| Your goal |
Please reproduce exactly the lines from the start of the records through the one containing "fn from_str(s: &str)", and nothing more.

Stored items
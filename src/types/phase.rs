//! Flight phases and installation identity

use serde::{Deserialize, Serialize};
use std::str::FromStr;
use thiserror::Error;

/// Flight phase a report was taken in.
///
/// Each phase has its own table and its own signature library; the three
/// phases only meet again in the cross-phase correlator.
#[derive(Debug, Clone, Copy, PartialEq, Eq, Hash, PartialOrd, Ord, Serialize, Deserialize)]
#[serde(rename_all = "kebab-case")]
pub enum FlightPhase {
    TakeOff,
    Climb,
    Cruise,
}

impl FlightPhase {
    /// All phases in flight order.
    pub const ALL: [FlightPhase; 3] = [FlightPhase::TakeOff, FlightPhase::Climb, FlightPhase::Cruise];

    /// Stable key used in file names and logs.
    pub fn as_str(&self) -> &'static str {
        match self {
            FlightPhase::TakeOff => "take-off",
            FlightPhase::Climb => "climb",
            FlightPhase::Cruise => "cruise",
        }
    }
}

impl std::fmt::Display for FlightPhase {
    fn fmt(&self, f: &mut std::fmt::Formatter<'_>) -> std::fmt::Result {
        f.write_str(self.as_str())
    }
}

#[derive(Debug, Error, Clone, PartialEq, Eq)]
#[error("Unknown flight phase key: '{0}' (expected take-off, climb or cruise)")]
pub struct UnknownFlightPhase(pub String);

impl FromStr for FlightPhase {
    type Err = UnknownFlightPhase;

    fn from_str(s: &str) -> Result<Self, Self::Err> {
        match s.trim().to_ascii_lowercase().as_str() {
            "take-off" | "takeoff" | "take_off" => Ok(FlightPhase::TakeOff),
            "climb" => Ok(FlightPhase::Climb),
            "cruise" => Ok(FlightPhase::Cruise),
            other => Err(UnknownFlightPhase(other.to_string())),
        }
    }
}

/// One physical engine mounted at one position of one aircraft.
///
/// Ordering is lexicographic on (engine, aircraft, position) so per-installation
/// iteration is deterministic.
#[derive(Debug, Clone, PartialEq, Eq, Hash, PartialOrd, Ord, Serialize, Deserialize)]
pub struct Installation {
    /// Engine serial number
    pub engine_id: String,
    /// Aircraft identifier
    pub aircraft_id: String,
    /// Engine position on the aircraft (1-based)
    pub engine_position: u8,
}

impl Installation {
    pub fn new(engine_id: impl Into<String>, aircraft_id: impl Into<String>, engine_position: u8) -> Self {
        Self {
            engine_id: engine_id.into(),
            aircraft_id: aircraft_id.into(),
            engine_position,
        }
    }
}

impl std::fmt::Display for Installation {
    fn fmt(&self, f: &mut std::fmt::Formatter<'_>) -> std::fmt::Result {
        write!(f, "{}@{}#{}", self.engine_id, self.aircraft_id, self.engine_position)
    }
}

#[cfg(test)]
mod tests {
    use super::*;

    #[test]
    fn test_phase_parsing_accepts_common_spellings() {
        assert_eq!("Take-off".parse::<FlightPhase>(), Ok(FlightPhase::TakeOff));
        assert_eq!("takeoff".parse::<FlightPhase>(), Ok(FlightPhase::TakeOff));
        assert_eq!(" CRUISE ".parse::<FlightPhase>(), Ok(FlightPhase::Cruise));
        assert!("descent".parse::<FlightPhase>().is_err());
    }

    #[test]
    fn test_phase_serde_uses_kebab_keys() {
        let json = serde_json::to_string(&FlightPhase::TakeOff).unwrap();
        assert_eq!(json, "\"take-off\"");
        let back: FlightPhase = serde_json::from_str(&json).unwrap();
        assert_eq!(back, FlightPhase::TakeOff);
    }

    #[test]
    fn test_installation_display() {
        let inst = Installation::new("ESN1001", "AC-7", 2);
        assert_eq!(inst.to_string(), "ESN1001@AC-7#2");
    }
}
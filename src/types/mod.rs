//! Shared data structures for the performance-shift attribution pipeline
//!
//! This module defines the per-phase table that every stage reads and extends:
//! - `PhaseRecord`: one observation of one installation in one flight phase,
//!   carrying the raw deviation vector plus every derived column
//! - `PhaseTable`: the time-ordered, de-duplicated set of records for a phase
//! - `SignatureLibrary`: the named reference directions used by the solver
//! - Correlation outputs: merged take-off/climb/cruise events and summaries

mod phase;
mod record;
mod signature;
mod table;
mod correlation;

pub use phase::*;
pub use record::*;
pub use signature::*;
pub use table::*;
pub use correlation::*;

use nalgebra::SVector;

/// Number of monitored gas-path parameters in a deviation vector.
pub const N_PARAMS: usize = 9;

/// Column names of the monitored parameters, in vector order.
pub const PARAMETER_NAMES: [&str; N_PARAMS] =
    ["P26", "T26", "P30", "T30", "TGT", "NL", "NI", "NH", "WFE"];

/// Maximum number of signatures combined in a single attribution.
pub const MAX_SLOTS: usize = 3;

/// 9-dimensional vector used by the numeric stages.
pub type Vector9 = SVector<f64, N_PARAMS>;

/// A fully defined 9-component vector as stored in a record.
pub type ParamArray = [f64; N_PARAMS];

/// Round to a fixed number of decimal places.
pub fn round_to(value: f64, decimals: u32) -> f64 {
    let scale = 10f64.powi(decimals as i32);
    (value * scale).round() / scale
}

| Reply |
filename src/types/phase.rs
//! Flight phases and installation identity

use serde::{Deserialize, Serialize};
use std::str::FromStr;
use thiserror::Error;

/// Flight phase a report was taken in.
///
/// Each phase has its own table and its own signature library; the three
/// phases only meet again in the cross-phase correlator.
#[derive(Debug, Clone, Copy, PartialEq, Eq, Hash, PartialOrd, Ord, Serialize, Deserialize)]
#[serde(rename_all = "kebab-case")]
pub enum FlightPhase {
    TakeOff,
    Climb,
    Cruise,
}

impl FlightPhase {
    /// All phases in flight order.
    pub const ALL: [FlightPhase; 3] = [FlightPhase::TakeOff, FlightPhase::Climb, FlightPhase::Cruise];

    /// Stable key used in file names and logs.
    pub fn as_str(&self) -> &'static str {
        match self {
            FlightPhase::TakeOff => "take-off",
            FlightPhase::Climb => "climb",
            FlightPhase::Cruise => "cruise",
        }
    }
}

impl std::fmt::Display for FlightPhase {
    fn fmt(&self, f: &mut std::fmt::Formatter<'_>) -> std::fmt::Result {
        f.write_str(self.as_str())
    }
}

#[derive(Debug, Error, Clone, PartialEq, Eq)]
#[error("Unknown flight phase key: '{0}' (expected take-off, climb or cruise)")]
pub struct UnknownFlightPhase(pub String);

impl FromStr for FlightPhase {
    type Err = UnknownFlightPhase;

    fn from_str(s: &str) -> Result<Self, Self::Err> {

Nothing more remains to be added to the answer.